Quelques vigoureux hissements et me voici au-dessus du bombement verdâtre ; j’entre alors dans une étroite fissure. Ses murailles lisses et précipitueuses étaient partout garnies de glace et leurs surfaces parallèles n’offraient ni prises ni saillies d’aucune sorte. Il était tout juste possible d’appuyer le dos contre un des murs et de serrer les genoux contre l’autre, mais il ne fallait pas songer à avancer dans ces conditions. Après quelques minutes qui sont données à un Monsieur pour le convaincre, malgré son scepticisme à cet endroit, qu’un sac et un piolet ne sont pas les seuls impedimenta d’une caravane, l’influence persuasive de la corde m’amène sur un terrain moins lisse et une escalade me remet au soleil.

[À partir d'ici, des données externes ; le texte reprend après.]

//! Forecast selection: which region/model/lead/period/statistic the user is viewing.
//!
//! A [`Selection`] is the form state. It produces the body for the plot
//! generation endpoint and, through a path template, the [`OverlaySource`]
//! handed to the overlay manager.
//!
//! ```rust
//! use forecast_common::{Month, Period, Selection};
//!
//! let selection = Selection::new("us", "NCEP-CFSv2", 0.5, Period::Monthly(Month::Jan), "model_avg")
//!     .unwrap();
//! let source = selection.overlay_source(
//!     "http://localhost:8000",
//!     "/rasters/{region}_{model}_{lead}_{period}_{statistic}.tif",
//! );
//! assert_eq!(source.url, "http://localhost:8000/rasters/us_NCEP-CFSv2_0.5_01_model_avg.tif");
//! ```

use serde::{Deserialize, Serialize};
use std::fmt;
use std::str::FromStr;
use thiserror::Error;

/// Smallest lead time offered (months).
pub const MIN_LEAD_TIME: f64 = 0.5;
/// Largest lead time offered (months).
pub const MAX_LEAD_TIME: f64 = 11.5;

#[derive(Debug, Clone, PartialEq, Error)]
pub enum SelectionError {
    #[error("Missing required field: {0}")]
    MissingField(&'static str),

    #[error("Invalid lead time {0}: expected 0.5 to 11.5 in steps of 1.0")]
    InvalidLeadTime(f64),

    #[error("Invalid month: {0}")]
    InvalidMonth(String),

    #[error("Invalid season: {0}")]
    InvalidSeason(String),

    #[error("Invalid time scale: {0}")]
    InvalidTimeScale(String),
}

/// Calendar month of a monthly forecast.
#[derive(Debug, Clone, Copy, PartialEq, Eq, Hash, Serialize, Deserialize)]
pub enum Month {
    Jan,
    Feb,
    Mar,
    Apr,
    May,
    Jun,
    Jul,
    Aug,
    Sep,
    Oct,
    Nov,
    Dec,
}

impl Month {
    pub const ALL: [Month; 12] = [
        Month::Jan,
        Month::Feb,
        Month::Mar,
        Month::Apr,
        Month::May,
        Month::Jun,
        Month::Jul,
        Month::Aug,
        Month::Sep,
        Month::Oct,
        Month::Nov,
        Month::Dec,
    ];

    /// 1-based month number.
    pub fn number(&self) -> u8 {
        Self::ALL
            .iter()
            .position(|m| m == self)
            .map(|i| i as u8 + 1)
            .unwrap_or(1)
    }

    /// Zero-padded code used in file names and the submit body ("01".."12").
    pub fn code(&self) -> String {
        format!("{:02}", self.number())
    }

    pub fn short_name(&self) -> &'static str {
        match self {
            Month::Jan => "Jan",
            Month::Feb => "Feb",
            Month::Mar => "Mar",
            Month::Apr => "Apr",
            Month::May => "May",
            Month::Jun => "Jun",
            Month::Jul => "Jul",
            Month::Aug => "Aug",
            Month::Sep => "Sep",
            Month::Oct => "Oct",
            Month::Nov => "Nov",
            Month::Dec => "Dec",
        }
    }

    pub fn name(&self) -> &'static str {
        match self {
            Month::Jan => "January",
            Month::Feb => "February",
            Month::Mar => "March",
            Month::Apr => "April",
            Month::May => "May",
            Month::Jun => "June",
            Month::Jul => "July",
            Month::Aug => "August",
            Month::Sep => "September",
            Month::Oct => "October",
            Month::Nov => "November",
            Month::Dec => "December",
        }
    }
}

impl FromStr for Month {
    type Err = SelectionError;

    /// Accepts "01".."12", "1".."12" or a month name ("Jan", "january").
    fn from_str(s: &str) -> Result<Self, Self::Err> {
        let trimmed = s.trim();
        if let Ok(n) = trimmed.parse::<usize>() {
            return n
                .checked_sub(1)
                .and_then(|i| Self::ALL.get(i).copied())
                .ok_or_else(|| SelectionError::InvalidMonth(s.to_string()));
        }

        Self::ALL
            .iter()
            .copied()
            .find(|m| {
                trimmed.eq_ignore_ascii_case(m.short_name()) || trimmed.eq_ignore_ascii_case(m.name())
            })
            .ok_or_else(|| SelectionError::InvalidMonth(s.to_string()))
    }
}

/// Three-month season of a seasonal forecast.
#[derive(Debug, Clone, Copy, PartialEq, Eq, Hash, Serialize, Deserialize)]
pub enum Season {
    JanMar,
    AprJun,
    JulSep,
    OctDec,
}

impl Season {
    pub const ALL: [Season; 4] = [Season::JanMar, Season::AprJun, Season::JulSep, Season::OctDec];

    pub fn label(&self) -> &'static str {
        match self {
            Season::JanMar => "Jan-Mar",
            Season::AprJun => "Apr-Jun",
            Season::JulSep => "Jul-Sep",
            Season::OctDec => "Oct-Dec",
        }
    }
}

impl FromStr for Season {
    type Err = SelectionError;

    fn from_str(s: &str) -> Result<Self, Self::Err> {
        Self::ALL
            .iter()
            .copied()
            .find(|season| season.label().eq_ignore_ascii_case(s.trim()))
            .ok_or_else(|| SelectionError::InvalidSeason(s.to_string()))
    }
}

/// Time aggregation of the forecast.
#[derive(Debug, Clone, Copy, PartialEq, Eq, Hash, Serialize, Deserialize)]
pub enum Period {
    Monthly(Month),
    Seasonal(Season),
}

impl Period {
    /// Build from the form's time scale plus its month or season value.
    pub fn parse(time_scale: &str, value: &str) -> Result<Self, SelectionError> {
        match time_scale.trim().to_ascii_lowercase().as_str() {
            "monthly" => Ok(Period::Monthly(value.parse()?)),
            "seasonal" => Ok(Period::Seasonal(value.parse()?)),
            other => Err(SelectionError::InvalidTimeScale(other.to_string())),
        }
    }

    pub fn time_scale(&self) -> &'static str {
        match self {
            Period::Monthly(_) => "monthly",
            Period::Seasonal(_) => "seasonal",
        }
    }

    /// The value substituted for `{period}` in raster path templates.
    pub fn code(&self) -> String {
        match self {
            Period::Monthly(month) => month.code(),
            Period::Seasonal(season) => season.label().to_string(),
        }
    }
}

impl fmt::Display for Period {
    fn fmt(&self, f: &mut fmt::Formatter<'_>) -> fmt::Result {
        match self {
            Period::Monthly(month) => write!(f, "{}", month.short_name()),
            Period::Seasonal(season) => write!(f, "{}", season.label()),
        }
    }
}

/// The forecast configuration chosen by the user.
#[derive(Debug, Clone, PartialEq, Serialize, Deserialize)]
pub struct Selection {
    pub region: String,
    pub model: String,
    pub lead_time: f64,
    pub period: Period,
    pub statistic: String,
}

impl Selection {
    pub fn new(
        region: impl Into<String>,
        model: impl Into<String>,
        lead_time: f64,
        period: Period,
        statistic: impl Into<String>,
    ) -> Result<Self, SelectionError> {
        let region = region.into();
        let model = model.into();
        let statistic = statistic.into();

        if region.trim().is_empty() {
            return Err(SelectionError::MissingField("region"));
        }
        if model.trim().is_empty() {
            return Err(SelectionError::MissingField("model"));
        }
        if statistic.trim().is_empty() {
            return Err(SelectionError::MissingField("statistic"));
        }
        if !is_valid_lead_time(lead_time) {
            return Err(SelectionError::InvalidLeadTime(lead_time));
        }

        Ok(Self {
            region,
            model,
            lead_time,
            period,
            statistic,
        })
    }

    /// Body for `POST /submit`.
    pub fn submit_request(&self) -> SubmitRequest {
        let (month, season) = match self.period {
            Period::Monthly(month) => (Some(month.code()), None),
            Period::Seasonal(season) => (None, Some(season.label().to_string())),
        };

        SubmitRequest {
            region: self.region.clone(),
            model: self.model.clone(),
            lead_time: self.lead_time,
            time_scale: self.period.time_scale().to_string(),
            month,
            season,
        }
    }

    /// Expand a raster path template for this selection.
    ///
    /// Placeholders: `{region}`, `{model}`, `{lead}`, `{period}`, `{statistic}`.
    pub fn raster_path(&self, template: &str) -> String {
        template
            .replace("{region}", &self.region)
            .replace("{model}", &self.model)
            .replace("{lead}", &format!("{:.1}", self.lead_time))
            .replace("{period}", &self.period.code())
            .replace("{statistic}", &self.statistic)
    }

    /// Resolve the overlay source for this selection against a service base URL.
    pub fn overlay_source(&self, base_url: &str, template: &str) -> OverlaySource {
        OverlaySource::new(join_url(base_url, &self.raster_path(template)), &self.model)
    }
}

/// All lead times offered by the form.
pub fn lead_times() -> impl Iterator<Item = f64> {
    (0..12).map(|i| MIN_LEAD_TIME + i as f64)
}

fn is_valid_lead_time(lead: f64) -> bool {
    lead.is_finite()
        && (MIN_LEAD_TIME..=MAX_LEAD_TIME).contains(&lead)
        && ((lead - MIN_LEAD_TIME).fract()).abs() < 1e-9
}

/// Join a base URL and a path, or return the path unchanged if it is already absolute.
pub fn join_url(base_url: &str, path: &str) -> String {
    if path.starts_with("http://") || path.starts_with("https://") {
        return path.to_string();
    }
    format!(
        "{}/{}",
        base_url.trim_end_matches('/'),
        path.trim_start_matches('/')
    )
}

/// JSON body of the plot generation request.
#[derive(Debug, Clone, PartialEq, Serialize, Deserialize)]
pub struct SubmitRequest {
    pub region: String,
    pub model: String,
    pub lead_time: f64,
    pub time_scale: String,
    #[serde(skip_serializing_if = "Option::is_none")]
    pub month: Option<String>,
    #[serde(skip_serializing_if = "Option::is_none")]
    pub season: Option<String>,
}

/// What the overlay manager needs to load a raster.
#[derive(Debug, Clone, PartialEq, Serialize, Deserialize)]
pub struct OverlaySource {
    /// Absolute URL of the GeoTIFF payload.
    pub url: String,
    /// Model the raster belongs to; labels locally sampled popup rows.
    pub model: String,
}

impl OverlaySource {
    pub fn new(url: impl Into<String>, model: impl Into<String>) -> Self {
        Self {
            url: url.into(),
            model: model.into(),
        }
    }
}

#[cfg(test)]
mod tests {
    use super::*;

    fn monthly() -> Selection {
        Selection::new("us", "NCEP-CFSv2", 1.5, Period::Monthly(Month::Mar), "model_avg").unwrap()
    }

    #[test]
    fn test_month_parsing() {
        assert_eq!("01".parse::<Month>().unwrap(), Month::Jan);
        assert_eq!("12".parse::<Month>().unwrap(), Month::Dec);
        assert_eq!("7".parse::<Month>().unwrap(), Month::Jul);
        assert_eq!("Feb".parse::<Month>().unwrap(), Month::Feb);
        assert_eq!("september".parse::<Month>().unwrap(), Month::Sep);
        assert!("13".parse::<Month>().is_err());
        assert!("0".parse::<Month>().is_err());
        assert!("Ju".parse::<Month>().is_err());
    }

    #[test]
    fn test_month_rejects_words_sharing_a_prefix() {
        assert_eq!("MARCH".parse::<Month>().unwrap(), Month::Mar);
        assert_eq!("may".parse::<Month>().unwrap(), Month::May);
        assert!("marble".parse::<Month>().is_err());
        assert!("decimal".parse::<Month>().is_err());
        assert!("Janu".parse::<Month>().is_err());
    }

    #[test]
    fn test_month_codes() {
        assert_eq!(Month::Jan.code(), "01");
        assert_eq!(Month::Oct.code(), "10");
        assert_eq!(Month::Dec.number(), 12);
    }

    #[test]
    fn test_season_parsing() {
        assert_eq!("Jan-Mar".parse::<Season>().unwrap(), Season::JanMar);
        assert_eq!("oct-dec".parse::<Season>().unwrap(), Season::OctDec);
        assert!("Winter".parse::<Season>().is_err());
    }

    #[test]
    fn test_period_parse() {
        assert_eq!(Period::parse("monthly", "03").unwrap(), Period::Monthly(Month::Mar));
        assert_eq!(
            Period::parse("Seasonal", "Jul-Sep").unwrap(),
            Period::Seasonal(Season::JulSep)
        );
        assert!(matches!(
            Period::parse("daily", "01"),
            Err(SelectionError::InvalidTimeScale(_))
        ));
    }

    #[test]
    fn test_lead_time_validation() {
        assert!(Selection::new("us", "m", 0.5, Period::Monthly(Month::Jan), "s").is_ok());
        assert!(Selection::new("us", "m", 11.5, Period::Monthly(Month::Jan), "s").is_ok());
        assert_eq!(
            Selection::new("us", "m", 1.0, Period::Monthly(Month::Jan), "s"),
            Err(SelectionError::InvalidLeadTime(1.0))
        );
        assert_eq!(
            Selection::new("us", "m", 12.5, Period::Monthly(Month::Jan), "s"),
            Err(SelectionError::InvalidLeadTime(12.5))
        );
        assert_eq!(lead_times().count(), 12);
        assert_eq!(lead_times().last(), Some(11.5));
    }

    #[test]
    fn test_missing_fields() {
        assert_eq!(
            Selection::new("", "m", 0.5, Period::Monthly(Month::Jan), "s"),
            Err(SelectionError::MissingField("region"))
        );
        assert_eq!(
            Selection::new("us", "m", 0.5, Period::Monthly(Month::Jan), " "),
            Err(SelectionError::MissingField("statistic"))
        );
    }

    #[test]
    fn test_submit_request_monthly() {
        let body = serde_json::to_value(monthly().submit_request()).unwrap();
        assert_eq!(body["region"], "us");
        assert_eq!(body["lead_time"], 1.5);
        assert_eq!(body["time_scale"], "monthly");
        assert_eq!(body["month"], "03");
        assert!(body.get("season").is_none());
    }

    #[test]
    fn test_submit_request_seasonal() {
        let selection =
            Selection::new("us", "NCAR-CCSM4", 0.5, Period::Seasonal(Season::AprJun), "acc").unwrap();
        let body = serde_json::to_value(selection.submit_request()).unwrap();
        assert_eq!(body["time_scale"], "seasonal");
        assert_eq!(body["season"], "Apr-Jun");
        assert!(body.get("month").is_none());
    }

    #[test]
    fn test_raster_path_and_url() {
        let selection = monthly();
        assert_eq!(
            selection.raster_path("{region}/{model}/{statistic}_{lead}_{period}.tif"),
            "us/NCEP-CFSv2/model_avg_1.5_03.tif"
        );

        let source = selection.overlay_source("http://host:8000/", "/r/{model}.tif");
        assert_eq!(source.url, "http://host:8000/r/NCEP-CFSv2.tif");
        assert_eq!(source.model, "NCEP-CFSv2");
    }

    #[test]
    fn test_join_url_keeps_absolute_paths() {
        assert_eq!(
            join_url("http://a", "https://cdn/x.tif"),
            "https://cdn/x.tif"
        );
        assert_eq!(join_url("http://a/", "images/x.tif"), "http://a/images/x.tif");
    }
}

Les guides regardaient tristement leurs coudes déchirés et saignants, car ils n’étaient arrivés à s’attacher au couloir et à grimper qu’en appuyant leurs mains l’une contre l’autre, en les serrant contre leur poitrine, et en coinçant alors leurs coudes contre les parois opposées. Comme ils étaient l’un et l’autre tout à fait hors d’haleine, nous fîmes une halte et certain flacon circula. Puis je m’étendis sur la pierre chaude tout en me demandant combien de temps prendraient mes organes internes à revenir dans leur position normale d’où les avait délogés la pression de la corde.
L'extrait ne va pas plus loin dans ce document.